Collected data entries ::
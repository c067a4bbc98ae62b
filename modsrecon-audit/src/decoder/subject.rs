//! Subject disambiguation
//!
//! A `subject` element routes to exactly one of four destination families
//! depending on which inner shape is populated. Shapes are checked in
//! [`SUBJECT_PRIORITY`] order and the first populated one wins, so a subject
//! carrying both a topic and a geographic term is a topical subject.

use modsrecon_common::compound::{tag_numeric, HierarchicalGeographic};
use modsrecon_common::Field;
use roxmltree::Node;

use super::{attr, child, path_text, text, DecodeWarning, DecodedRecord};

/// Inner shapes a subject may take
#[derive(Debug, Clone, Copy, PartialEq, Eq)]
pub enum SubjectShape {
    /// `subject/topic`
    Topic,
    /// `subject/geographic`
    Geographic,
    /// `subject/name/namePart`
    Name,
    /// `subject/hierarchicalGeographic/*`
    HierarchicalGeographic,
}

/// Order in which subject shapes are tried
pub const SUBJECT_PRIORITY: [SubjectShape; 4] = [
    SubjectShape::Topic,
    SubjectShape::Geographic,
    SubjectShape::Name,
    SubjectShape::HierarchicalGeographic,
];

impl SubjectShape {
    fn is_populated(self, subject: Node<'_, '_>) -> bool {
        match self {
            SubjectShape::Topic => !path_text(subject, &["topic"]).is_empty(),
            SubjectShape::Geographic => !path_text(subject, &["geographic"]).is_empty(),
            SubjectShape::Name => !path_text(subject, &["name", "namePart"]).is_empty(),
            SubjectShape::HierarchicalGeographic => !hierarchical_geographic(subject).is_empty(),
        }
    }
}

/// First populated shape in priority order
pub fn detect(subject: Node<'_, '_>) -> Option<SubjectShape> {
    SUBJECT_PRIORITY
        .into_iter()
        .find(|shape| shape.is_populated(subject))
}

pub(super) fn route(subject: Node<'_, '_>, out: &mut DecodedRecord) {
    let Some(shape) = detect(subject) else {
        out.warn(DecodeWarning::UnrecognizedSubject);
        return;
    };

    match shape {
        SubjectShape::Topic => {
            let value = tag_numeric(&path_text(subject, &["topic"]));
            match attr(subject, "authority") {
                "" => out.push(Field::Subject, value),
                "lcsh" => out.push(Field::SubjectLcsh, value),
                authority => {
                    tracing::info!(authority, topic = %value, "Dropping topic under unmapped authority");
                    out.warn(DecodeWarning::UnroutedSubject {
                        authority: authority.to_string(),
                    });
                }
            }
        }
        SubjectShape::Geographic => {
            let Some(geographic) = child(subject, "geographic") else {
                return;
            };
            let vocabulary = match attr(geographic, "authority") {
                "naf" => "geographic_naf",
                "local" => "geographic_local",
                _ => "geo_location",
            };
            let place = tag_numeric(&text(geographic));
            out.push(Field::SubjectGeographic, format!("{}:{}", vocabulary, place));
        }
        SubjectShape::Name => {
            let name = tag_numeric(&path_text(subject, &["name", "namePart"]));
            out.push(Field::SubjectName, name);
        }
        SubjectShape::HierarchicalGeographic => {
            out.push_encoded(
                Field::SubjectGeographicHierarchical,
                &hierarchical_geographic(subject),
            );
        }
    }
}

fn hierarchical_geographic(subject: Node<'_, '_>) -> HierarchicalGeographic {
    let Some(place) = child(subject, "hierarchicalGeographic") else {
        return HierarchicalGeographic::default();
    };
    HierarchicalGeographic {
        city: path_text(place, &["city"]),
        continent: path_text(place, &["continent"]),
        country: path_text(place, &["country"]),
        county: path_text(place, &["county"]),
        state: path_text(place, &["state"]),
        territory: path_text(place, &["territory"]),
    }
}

==

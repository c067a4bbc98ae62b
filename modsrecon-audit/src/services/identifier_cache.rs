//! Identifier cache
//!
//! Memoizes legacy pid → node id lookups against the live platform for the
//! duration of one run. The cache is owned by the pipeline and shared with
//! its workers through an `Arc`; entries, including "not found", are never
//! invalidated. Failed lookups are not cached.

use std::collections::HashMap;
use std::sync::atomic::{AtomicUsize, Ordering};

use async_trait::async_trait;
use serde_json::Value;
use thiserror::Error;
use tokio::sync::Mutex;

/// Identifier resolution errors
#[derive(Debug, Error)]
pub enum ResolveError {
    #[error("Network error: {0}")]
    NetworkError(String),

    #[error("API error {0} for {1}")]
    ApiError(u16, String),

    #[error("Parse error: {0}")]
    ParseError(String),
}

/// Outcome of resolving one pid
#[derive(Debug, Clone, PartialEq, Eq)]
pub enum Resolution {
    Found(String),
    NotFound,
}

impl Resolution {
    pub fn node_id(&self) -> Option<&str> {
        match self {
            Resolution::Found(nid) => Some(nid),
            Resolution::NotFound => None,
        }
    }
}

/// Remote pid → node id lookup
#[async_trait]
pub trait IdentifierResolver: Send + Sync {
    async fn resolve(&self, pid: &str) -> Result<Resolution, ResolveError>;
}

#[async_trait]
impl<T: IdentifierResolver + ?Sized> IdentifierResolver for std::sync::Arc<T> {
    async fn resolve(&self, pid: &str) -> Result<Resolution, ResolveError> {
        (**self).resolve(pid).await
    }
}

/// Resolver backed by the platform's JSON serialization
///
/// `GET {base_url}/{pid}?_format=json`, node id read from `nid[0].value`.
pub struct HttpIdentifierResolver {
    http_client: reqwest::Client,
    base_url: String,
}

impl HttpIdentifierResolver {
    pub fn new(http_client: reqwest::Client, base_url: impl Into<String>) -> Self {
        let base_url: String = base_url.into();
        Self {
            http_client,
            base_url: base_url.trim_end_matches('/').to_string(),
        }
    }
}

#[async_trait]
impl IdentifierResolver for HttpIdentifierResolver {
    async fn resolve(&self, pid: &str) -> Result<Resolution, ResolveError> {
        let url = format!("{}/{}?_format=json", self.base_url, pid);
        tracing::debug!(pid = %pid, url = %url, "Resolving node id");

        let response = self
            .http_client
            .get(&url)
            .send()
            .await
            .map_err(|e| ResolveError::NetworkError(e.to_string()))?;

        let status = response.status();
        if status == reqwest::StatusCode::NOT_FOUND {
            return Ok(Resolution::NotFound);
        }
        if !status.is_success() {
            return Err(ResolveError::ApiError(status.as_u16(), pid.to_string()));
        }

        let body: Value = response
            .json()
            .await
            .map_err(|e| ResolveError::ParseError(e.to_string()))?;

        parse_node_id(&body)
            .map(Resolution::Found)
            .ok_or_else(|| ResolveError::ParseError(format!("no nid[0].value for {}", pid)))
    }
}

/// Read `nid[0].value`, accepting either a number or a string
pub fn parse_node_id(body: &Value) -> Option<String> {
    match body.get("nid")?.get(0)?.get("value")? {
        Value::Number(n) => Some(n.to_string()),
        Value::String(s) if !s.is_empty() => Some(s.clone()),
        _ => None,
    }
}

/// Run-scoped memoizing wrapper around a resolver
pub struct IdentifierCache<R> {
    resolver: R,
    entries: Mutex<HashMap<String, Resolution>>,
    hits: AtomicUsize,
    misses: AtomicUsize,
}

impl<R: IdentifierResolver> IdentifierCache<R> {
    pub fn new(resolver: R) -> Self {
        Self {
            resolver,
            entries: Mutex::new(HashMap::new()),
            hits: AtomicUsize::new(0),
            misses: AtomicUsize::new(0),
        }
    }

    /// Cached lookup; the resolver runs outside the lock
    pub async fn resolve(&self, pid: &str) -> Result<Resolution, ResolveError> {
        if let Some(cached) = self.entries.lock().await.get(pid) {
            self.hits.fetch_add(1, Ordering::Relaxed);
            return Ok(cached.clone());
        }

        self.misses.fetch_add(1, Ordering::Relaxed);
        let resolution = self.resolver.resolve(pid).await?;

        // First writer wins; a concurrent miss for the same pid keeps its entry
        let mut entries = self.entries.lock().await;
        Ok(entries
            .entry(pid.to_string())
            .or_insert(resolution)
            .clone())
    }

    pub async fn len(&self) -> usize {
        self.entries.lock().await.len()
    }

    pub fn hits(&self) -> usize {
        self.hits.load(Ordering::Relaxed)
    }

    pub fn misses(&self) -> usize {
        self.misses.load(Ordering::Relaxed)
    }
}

BRIEF :: Out of the preceding entries, pull every line containing the string "ParseError".

SOLUTION FOR THIS EXERCISE ::
    ParseError(String),
            .map_err(|e| ResolveError::ParseError(e.to_string()))?;
            .ok_or_else(|| ResolveError::ParseError(format!("no nid[0].value for {}", pid)))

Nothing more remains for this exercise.